Saturday, 6 June 2015
Saturday was one of those days when things just don’t go according to plan. But serendipities compensated…
Our first stop was the Hotel Havana Libre, formerly known as the Havana Hilton. After the 1959 revolution, Fidel Castro famously occupied one of the suites for three months. The name of the hotel was changed in 1960 after it was nationalised by the new regime. On the way there, we stopped to admire a statue of Don Quixote and got into a conversation with a man who seemed interesting until he offered us a small coin.
After we had shaken the jinetero, Susie took to photographing interesting artworks that had been designed into the footpath. We had seen examples of similar designs in hotel foyers on the Art Deco tour with our Australian friends, Johnny and Glynnis. Vedado must have been a funky place in its heyday.
When we arrived at Hotel Havana Libre we checked out the impressive foyer. There were interesting artworks, including a large ceramic mural, a scale model of the hotel, and a painting of the hotel that looked like the result of a drinking session involving Ralph Steadman and Pablo Picasso.
As soon as we exited the hotel we were assailed by jineteros at every turn so we beat a quick retreat back to the casa where we had lunch again at the nearby paladar called Idilio.

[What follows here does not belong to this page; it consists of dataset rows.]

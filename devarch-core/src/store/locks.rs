use chrono::{Duration, Utc};

use crate::error::{Error, Result};
use crate::types::LockRecord;

use super::{parse_ts, Store};

type LockRow = (String, String, String, String);

fn lock_from_row(row: LockRow) -> Result<LockRecord> {
    Ok(LockRecord {
        stack_id: row.0,
        holder: row.1,
        acquired_at: parse_ts(&row.2)?,
        deadline: parse_ts(&row.3)?,
    })
}

impl Store {
    /// Acquire the per-stack advisory lock. Insert-with-unique-constraint:
    /// a second caller fails with `stack-busy` while the row exists, even if
    /// the deadline has passed — only the supervisor sweep breaks expired
    /// locks.
    pub async fn acquire_lock(
        &self,
        stack_id: &str,
        holder: &str,
        ttl_secs: u64,
    ) -> Result<LockRecord> {
        let now = Utc::now();
        let deadline = now + Duration::seconds(ttl_secs as i64);
        let inserted = sqlx::query(
            "INSERT INTO stack_locks (stack_id, holder, acquired_at, deadline) VALUES (?, ?, ?, ?)",
        )
        .bind(stack_id)
        .bind(holder)
        .bind(now.to_rfc3339())
        .bind(deadline.to_rfc3339())
        .execute(self.pool())
        .await;

        match inserted {
            Ok(_) => Ok(LockRecord {
                stack_id: stack_id.to_string(),
                holder: holder.to_string(),
                acquired_at: now,
                deadline,
            }),
            Err(sqlx::Error::Database(db)) if db.is_unique_violation() => {
                Err(Error::stack_busy("an apply is already in flight for this stack")
                    .with_suggestion("retry with backoff"))
            }
            Err(e) => Err(e.into()),
        }
    }

    /// Release the lock if this holder still owns it. Releasing a lock that
    /// was already broken is not an error.
    pub async fn release_lock(&self, stack_id: &str, holder: &str) -> Result<()> {
        sqlx::query("DELETE FROM stack_locks WHERE stack_id = ? AND holder = ?")
            .bind(stack_id)
            .bind(holder)
            .execute(self.pool())
            .await?;
        Ok(())
    }

    pub async fn get_lock(&self, stack_id: &str) -> Result<Option<LockRecord>> {
        let row = sqlx::query_as::<_, LockRow>(
            "SELECT stack_id, holder, acquired_at, deadline FROM stack_locks WHERE stack_id = ?",
        )
        .bind(stack_id)
        .fetch_optional(self.pool())
        .await?;
        row.map(lock_from_row).transpose()
    }

    /// Supervisor sweep: remove locks whose deadline has passed. Returns the
    /// stack ids whose locks were broken.
    pub async fn break_expired_locks(&self) -> Result<Vec<String>> {
        let now = Utc::now().to_rfc3339();
        let rows = sqlx::query_as::<_, (String,)>(
            "SELECT stack_id FROM stack_locks WHERE deadline < ?",
        )
        .bind(&now)
        .fetch_all(self.pool())
        .await?;
        if rows.is_empty() {
            return Ok(vec![]);
        }
        sqlx::query("DELETE FROM stack_locks WHERE deadline < ?")
            .bind(&now)
            .execute(self.pool())
            .await?;
        Ok(rows.into_iter().map(|(id,)| id).collect())
    }
}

Next, we planned to visit a shop called Fresa y Chocolat. According to the guide book, you could purchase movie posters there. It was located in Vedado about 20 minutes walk away, inside a bar. We located the bar easily enough, but it was icy cold inside and so dark that we could hardly see anything. Susie ordered fizzy water and spiked it with juice from some limes that she had bought from a street stall on the way there. There was a space adjoining the bar that was also dark. We ascertained that it was the cine club, but it was open only from Monday to Friday. So we left.
In the evening we headed to La Casa de Amistad. We had learned on our first trip to Havana that musical performances were held there on Saturday nights. Fortuitously, our decision to stay in Vedado had placed us there on a Saturday night, so we turned up and found them man who had shown us around the house on 3 May. Alas, the management had not been able to book a band for that evening, so there would be no music. He suggested that we try one of the jazz venues.
Accordingly, we set off to La Zorra y El Cuervo (The Vixen and the Crow) located near the Hotel Havana Libre. On the way there, on Calle 23, we unexpectedly stumbled on an Iranian restaurant with a female dancer in traditional attire. It was a balmy evening and the tables were set out on the veranda of a beautiful colonial building, and we had some time to kill before the show started at the Jazz club. So it was a perfect time to grab a drink and a light supper.
We ordered a vegetarian plate to share, and a beer and a cocktail, and we watched the dancers (there were soon three of them) go through their moves. After we had finished eating, the dancers invited some of the female diners to join them, and Susie rose from her seat to shimmy along with the music.
After our serendipitous supper we continued on to the Jazz club. It is much easier to traipse the streets of Havana at night than during the day, and no one knows this better than the locals. Calle 23 was abuzz with people out and about. The atmosphere was lively and easy-going, and people were polite and considerate on the crowded footpaths.
Incongruously, the entrance to the Jazz club is marked by an old red English telephone box. According to the guidebook, there is usually a snaking queue to get in, but this being the off-season, the bouncer ushered us into the phone booth straight away where we descended a staircase into a basement . The cover charge included two cocktails, and we sat at a table with a good view of the band.
The music was contemporary jazz. The band leader was a female drummer, and she was supported by a bass player, a keyboard player and a guy who did electronic samples. They were all brilliant musicians. The music was tight, not too loud, and everyone was listening keenly except for a young American who spent some time holding forth loudly until she was silenced by death-stares from more attentive members of the audience.
Susie and I stayed until the second band on the bill had finished playing, and walked back to the casa through a balmy evening breeze. Calle de los Presidentes was buzzing. There were groups of young people on each section of the median strip playing music, or practising dance moves, or engaging in some other kind of self-organised entertainment. We watched and admired for a short while from our eyrie on the 14th floor, before blissfully turning in.
 For further explanation, see the blog entry for Sunday 3 May ‘Waylaid in Vedado’.